In this tutorial, we will build a container with the following software:

  1. STAR aligner (https://github.com/alexdobin/STAR)

  2. DESeq2 on Bioconductor/R (https://bioconductor.org/packages/release/bioc/html/DESeq2.html)

  3. All dependencies required by the above 2 programs

Singularity Recipe

A Singularity recipe is a set of instructions for building the Singularity image. The final Singularity recipe for building the image for the tutorial is shown below. I will break down what each section of the file does below. Meanwhile, copy it into a text file named Singularity using your favorite editor. The example here will use vi.

vi Singularity

Copy the following text into the file and save it.

Bootstrap: docker
From: r-base:3.6.0

%files

  test.txt /opt/test.txt

%environment

  TMPDIR=/opt
  export TMPDIR

%labels

   AUTHOR user

%post

  #install STAR
  cd /opt/
  wget https://github.com/alexdobin/STAR/archive/2.7.2b.tar.gz
  tar -xzf 2.7.2b.tar.gz
  rm 2.7.2b.tar.gz
  ln -s /opt/STAR-2.7.2b/bin/Linux_x86_64/STAR /bin/STAR

  #Install dependencies packages
  apt-get update
  apt-get install -y libcurl4-openssl-dev
  apt-get install -y libxml2-dev

  #Install R packages
  export TMPDIR=/opt
  R --slave -e 'install.packages(c("BiocManager","docopt","stringi", "stringr"))'
  R --slave -e 'BiocManager::install(c("DESeq2"))'

%runscript

  echo "the fruits of your success will be in direct ratio to the honesty and sincerity of your own effort in keeping your own records, doing your own thinking, and reaching your own conclusions. - Jesse Livermore"

Base Container

While it is possible to build a container from just a base operating system, it is often easier to start from images that already contain some of the software you want. In this case, we will start from the container image with R already installed. The image we will use is here: https://hub.docker.com/_/r-base. The following code section in the recipe file tells Singularity to use this base image. The Bootstrap: option is set as “docker” to signify that we are building from a pre-existing docker image from DockerHub. The From: options is set as “r-base:3.6.0” to signify that we want to use the r-base container tagged at 3.6.0.

Bootstrap: docker
From: r-base:3.6.0

Copy Files

Although the image in this tutorial doesn’t need any local files, you will often want to include some local files (a script for example) in your Singularity image. Therefore, we will copy a dummy file to demonstrate how to copy a file from the local directory into the docker container. Start by making a dummy file with the command:

echo "This is a test file" > test.txt

The section of the recipe file instructing Singularity to copy the file into the image is shown below. Under the %file section, specify the source and the destination separated by space. I generally copy files into the /opt/ directory because most pre-built images have this directory.

%files

  test.txt /opt/test.txt

Set Environmental Variables

The %environment section sets the environmental variables for your image at runtime (but not build time). I included an example of how to do this, but our image doesn’t really need it.

%environment

  TMPDIR=/opt
  export TMPDIR

Metadata

The %labels section contains all of the metadata for the image. In this case, I put in my information as the author.

%labels

   AUTHOR user

Install your software

The %post section contains commands that are executed on top of the base image. This is where most of the setup is done. Our base image is an Ubuntu OS with R installed. Imagine we are running such a computer: what commands do we need to execute to install everything we want?

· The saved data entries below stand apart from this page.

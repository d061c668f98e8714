//! Removes every slash command the bot registered.
//!
//! Global commands are always cleared; the development guild's commands are cleared
//! too when `GUILD_ID` is set.

use guildkeeper::{
    bot::deploy::{self, Scope},
    config::{AppConfig, app::LogLevel},
    errors::Result,
    logging,
};
use poise::serenity_prelude::{ApplicationId, Http};
use tracing::{error, info};

#[tokio::main]
async fn main() -> Result<()> {
    dotenvy::dotenv().ok();
    let config = AppConfig::from_env();
    let level = config.as_ref().map_or(LogLevel::Info, |c| c.log_level);
    let _log_guards = logging::init(level, false)?;
    let config = config.inspect_err(|e| error!("Failed to load configuration: {}", e))?;
    config.log_summary();

    let http = Http::new(&config.discord_token);
    http.set_application_id(ApplicationId::new(config.client_id));

    deploy::remove(&http, Scope::Global)
        .await
        .inspect_err(|e| error!("Error removing global commands: {}", e))?;
    if let Scope::Guild(guild_id) = Scope::from_config(config.guild_id) {
        deploy::remove(&http, Scope::Guild(guild_id))
            .await
            .inspect_err(|e| error!("Error removing guild commands: {}", e))?;
    }

    info!("All commands removed");
    Ok(())
}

In the first section of the code:

  1. We go to the /opt directory

  2. Download the STAR tarball

  3. Unzip the tarball to get the binary

  4. Remove the tarball

  5. Softlink the executable STAR binary into the /bin directory so we can execute it from the command line.

In the second section of the code:

  1. We update the list of libraries for the Ubuntu OS

  2. Install the libcurl4-openssl-dev library

  3. Install the libxml2-dev library (both needed by R packages)

In the final section of the code:

  1. We export and set TMPDIR as “opt” because R will download and compile packages in the directory specified by the TMPDIR variable, and /tmp is often set as noexec

  2. We install the R packages (including bioconductor)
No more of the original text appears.